Including models for all three possible modes of variable mecha was pretty much mandatory for this project. Here you see the three modes [Battloid, Guardian and Fighter] of VF-1J that I have assembled. It is worth noting that, as written, the rules require you to have all three modes available for each valkyrie in your force. It will look spectacular, when done right, but it will require a tremendous amount of modeling and painting to get a substantial UEDF force on the table.

Here you see an assortment of single-mode Zentraedi mecha. The Regult and the Glaug both went together quite easily, and required only minimal fiddling to make them hold together nicely. The scout/EW pod on the left was another matter entirely. Of all the models I have assembled, it is the only one which had parts that simply didn't fit in place correctly. I eventually had to give up on one of its antennae and simply stick it in place with superglue and green stuff.

To illustrate my point about the scout Regult, I includes this shot of one of its microscopic parts. That tiny little blob glues to the front of the Regult to form a little spot light or sensor on the left side of the pod. It is not the smallest part on the model. I can't help but feel that some of the sculptors zealous adherence to source material could have been compromised to make assembly a little easier in these cases - the smallest piece snapped when I tried to cut it from the sprue, and had to be left out entirely!

Everything is stated to be in 1:285 scale, based on official Robotech sizes. These figures seem about right, based on the Macross animation. The Zentraedi mecha in the core box are much larger than their UEDF counterparts across the board.

I am certain that I was not alone in wondering how the Robotech minis would scale against the existing line of Battletech miniatures. This shot should give you some idea of how they stack up against each other. The valkyries seem to be similar in size to the Battletech miniatures, although they might be too big to really represent the light 'mechs that share their appearances.

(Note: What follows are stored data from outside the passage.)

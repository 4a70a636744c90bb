//! Save storage: named slots, the save manager, and the auto-save timer.
//!
//! The persistence protocol owns the storage medium exclusively; the rest of
//! the engine never touches it. The medium is abstracted behind [`SaveStore`]
//! so hosts can back it with whatever they have (browser local storage, a
//! file, a test buffer). Two independent slots exist: a manual save and a
//! periodic auto-save.

use crate::config::GameConfig;
use crate::fixed::Millis;
use crate::migration::MigrationRegistry;
use crate::serialize::{self, SaveRecord};
use crate::state::GameState;

// ---------------------------------------------------------------------------
// Storage medium
// ---------------------------------------------------------------------------

/// The two independently readable/writable/deletable storage slots.
#[derive(Debug, Clone, Copy, PartialEq, Eq)]
pub enum SaveSlot {
    Manual,
    Auto,
}

#[derive(Debug, thiserror::Error)]
pub enum StoreError {
    #[error("storage capacity exceeded ({used} + {incoming} > {capacity} bytes)")]
    CapacityExceeded {
        used: usize,
        incoming: usize,
        capacity: usize,
    },
}

/// Abstraction over the storage medium.
pub trait SaveStore {
    fn read(&self, slot: SaveSlot) -> Option<Vec<u8>>;
    fn write(&mut self, slot: SaveSlot, bytes: Vec<u8>) -> Result<(), StoreError>;
    fn delete(&mut self, slot: SaveSlot);
}

/// In-memory store. The optional capacity models quota-limited media.
#[derive(Debug, Default)]
pub struct MemoryStore {
    manual: Option<Vec<u8>>,
    auto: Option<Vec<u8>>,
    capacity: Option<usize>,
}

impl MemoryStore {
    pub fn new() -> Self {
        Self::default()
    }

    /// A store that refuses writes once the combined slots would exceed
    /// `capacity` bytes.
    pub fn with_capacity(capacity: usize) -> Self {
        Self {
            capacity: Some(capacity),
            ..Self::default()
        }
    }

    fn slot(&self, slot: SaveSlot) -> &Option<Vec<u8>> {
        match slot {
            SaveSlot::Manual => &self.manual,
            SaveSlot::Auto => &self.auto,
        }
    }

    fn slot_mut(&mut self, slot: SaveSlot) -> &mut Option<Vec<u8>> {
        match slot {
            SaveSlot::Manual => &mut self.manual,
            SaveSlot::Auto => &mut self.auto,
        }
    }
}

impl SaveStore for MemoryStore {
    fn read(&self, slot: SaveSlot) -> Option<Vec<u8>> {
        self.slot(slot).clone()
    }

    fn write(&mut self, slot: SaveSlot, bytes: Vec<u8>) -> Result<(), StoreError> {
        if let Some(capacity) = self.capacity {
            let other = match slot {
                SaveSlot::Manual => &self.auto,
                SaveSlot::Auto => &self.manual,
            };
            let used = other.as_ref().map(Vec::len).unwrap_or(0);
            if used + bytes.len() > capacity {
                return Err(StoreError::CapacityExceeded {
                    used,
                    incoming: bytes.len(),
                    capacity,
                });
            }
        }
        *self.slot_mut(slot) = Some(bytes);
        Ok(())
    }

    fn delete(&mut self, slot: SaveSlot) {
        *self.slot_mut(slot) = None;
    }
}

// ---------------------------------------------------------------------------
// Auto-save timer
// ---------------------------------------------------------------------------

/// Cooperative interval timer. The host polls it with the current time;
/// the core owns no threads and schedules nothing itself. `start` replaces
/// any running interval rather than stacking a second one.
#[derive(Debug, Default)]
pub struct AutoSaveTimer {
    interval_ms: Option<Millis>,
    last_fire: Millis,
}

impl AutoSaveTimer {
    pub fn start(&mut self, interval_ms: Millis, now_ms: Millis) {
        self.interval_ms = Some(interval_ms.max(1));
        self.last_fire = now_ms;
    }

    /// Idempotent.
    pub fn stop(&mut self) {
        self.interval_ms = None;
    }

    pub fn is_running(&self) -> bool {
        self.interval_ms.is_some()
    }

    fn due(&self, now_ms: Millis) -> bool {
        self.interval_ms
            .is_some_and(|interval| now_ms.saturating_sub(self.last_fire) >= interval)
    }

    fn mark(&mut self, now_ms: Millis) {
        self.last_fire = now_ms;
    }
}

// ---------------------------------------------------------------------------
// SaveManager
// ---------------------------------------------------------------------------

#[derive(Debug, thiserror::Error)]
pub enum SaveError {
    #[error(transparent)]
    Serialize(#[from] serialize::SerializeError),
    #[error(transparent)]
    Store(#[from] StoreError),
}

/// Metadata about a stored save, readable without restoring it.
#[derive(Debug, Clone, PartialEq, Eq)]
pub struct SaveSummary {
    pub version: u32,
    pub timestamp: Millis,
    pub playtime_ms: Millis,
}

impl SaveSummary {
    fn of(record: &SaveRecord) -> Self {
        Self {
            version: record.version,
            timestamp: record.timestamp,
            playtime_ms: record.meta.playtime_ms,
        }
    }
}

/// Orchestrates snapshot/encode/store on save and read/decode/restore on
/// load. A failed load of any kind refuses the record and leaves the
/// previous in-memory session fully intact.
pub struct SaveManager<S: SaveStore> {
    store: S,
    registry: MigrationRegistry,
    auto_save: AutoSaveTimer,
}

impl<S: SaveStore> SaveManager<S> {
    pub fn new(store: S) -> Self {
        Self {
            store,
            registry: MigrationRegistry::with_defaults(),
            auto_save: AutoSaveTimer::default(),
        }
    }

    pub fn store(&self) -> &S {
        &self.store
    }

    /// Snapshot the state and write it to a slot.
    pub fn save(
        &mut self,
        state: &mut GameState,
        config: &GameConfig,
        slot: SaveSlot,
        now_ms: Millis,
    ) -> Result<(), SaveError> {
        state.meta.last_save = Some(now_ms);
        let record = serialize::snapshot(state, config, now_ms);
        let bytes = serialize::encode(&record)?;
        self.store.write(slot, bytes)?;
        Ok(())
    }

    /// Load a slot into the live state. Returns `None` -- with the previous
    /// session untouched -- when the slot is empty, the payload is corrupt,
    /// or the record fails validation/migration.
    pub fn load(
        &mut self,
        state: &mut GameState,
        config: &GameConfig,
        slot: SaveSlot,
    ) -> Option<SaveSummary> {
        let bytes = self.store.read(slot)?;
        let record = match serialize::decode(&bytes) {
            Ok(record) => record,
            Err(err) => {
                tracing::warn!(%err, "refusing corrupt save payload");
                return None;
            }
        };
        let summary = SaveSummary::of(&record);
        match serialize::restore(state, config, &self.registry, record) {
            Ok(()) => Some(summary),
            Err(err) => {
                tracing::warn!(%err, "refusing invalid save record");
                None
            }
        }
    }

    pub fn has_save(&self, slot: SaveSlot) -> bool {
        self.store.read(slot).is_some()
    }

    /// Peek a slot's metadata without restoring anything.
    pub fn save_info(&self, slot: SaveSlot) -> Option<SaveSummary> {
        let bytes = self.store.read(slot)?;
        serialize::decode(&bytes).ok().map(|r| SaveSummary::of(&r))
    }

    pub fn delete_save(&mut self, slot: SaveSlot) {
        self.store.delete(slot);
    }

    // -- Auto-save ----------------------------------------------------------

    /// Start auto-saving to the auto slot. Restarting replaces the interval.
    pub fn start_auto_save(&mut self, interval_ms: Millis, now_ms: Millis) {
        self.auto_save.start(interval_ms, now_ms);
    }

    pub fn stop_auto_save(&mut self) {
        self.auto_save.stop();
    }

    pub fn auto_save_running(&self) -> bool {
        self.auto_save.is_running()
    }

    /// Fire the auto-save if its interval has elapsed. Returns whether a
    /// save was written. Call from the host's frame loop.
    pub fn poll_auto_save(
        &mut self,
        state: &mut GameState,
        config: &GameConfig,
        now_ms: Millis,
    ) -> bool {
        if !self.auto_save.due(now_ms) {
            return false;
        }
        self.auto_save.mark(now_ms);
        match self.save(state, config, SaveSlot::Auto, now_ms) {
            Ok(()) => true,
            Err(err) => {
                tracing::warn!(%err, "auto-save failed");
                false
            }
        }
    }

    /// Reset to a fresh session, optionally clearing both save slots.
    pub fn new_game(&mut self, state: &mut GameState, config: &GameConfig, keep_saves: bool) {
        state.reset(config);
        if !keep_saves {
            self.delete_save(SaveSlot::Manual);
            self.delete_save(SaveSlot::Auto);
        }
    }
}

// ===========================================================================
// Tests
// ===========================================================================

The Zentraedi are pretty much universally too big to fit in nicely with Battletech, but might fit in with the 10mm Mechwarrior line from Wizkids. The destroids, such as the Spartan shown here, tend to be slightly small, but not beyond reason.

So how do I sum up?

I will, once again, leave out the game rules. I have skimmed the rulebook, and I think there is a game worth reviewing there, but I need to paint up a few models and play once or twice to give it a fair shake. Everything else will be model-driven.

Mold lines on these minis are faint, and I did not find a single casting flaw in any of the miniatures that I assembled, so I rate the casting quality high. I dinged them a point on detail because, while complete and faithful, the details are appreciably softer in this material than the equivalent details in other contemporary mecha miniatures cast in other media.

Game Rules: n/a
Sculpt Quality: 4/5
Model Detail: 4/5
Casting Quality: 5/5
Ease of Assembly: 2/5

These kits sit in a strange half-way zone in between classical scale models and miniatures. The myriad tiny parts feel, to me, more like the super-detailed and real-world-accurate parts found in a faithful scale replica, rather than the made-for-modelling design of a gaming miniature. This is both good and bad.

The good is that it makes these models very faithful to the source, and very nice to look at once properly assembled and painted.

The bad is that I think a lot of them are simply too much work to be practical models for a game that can easily call for 40, or more, figures per side in a game.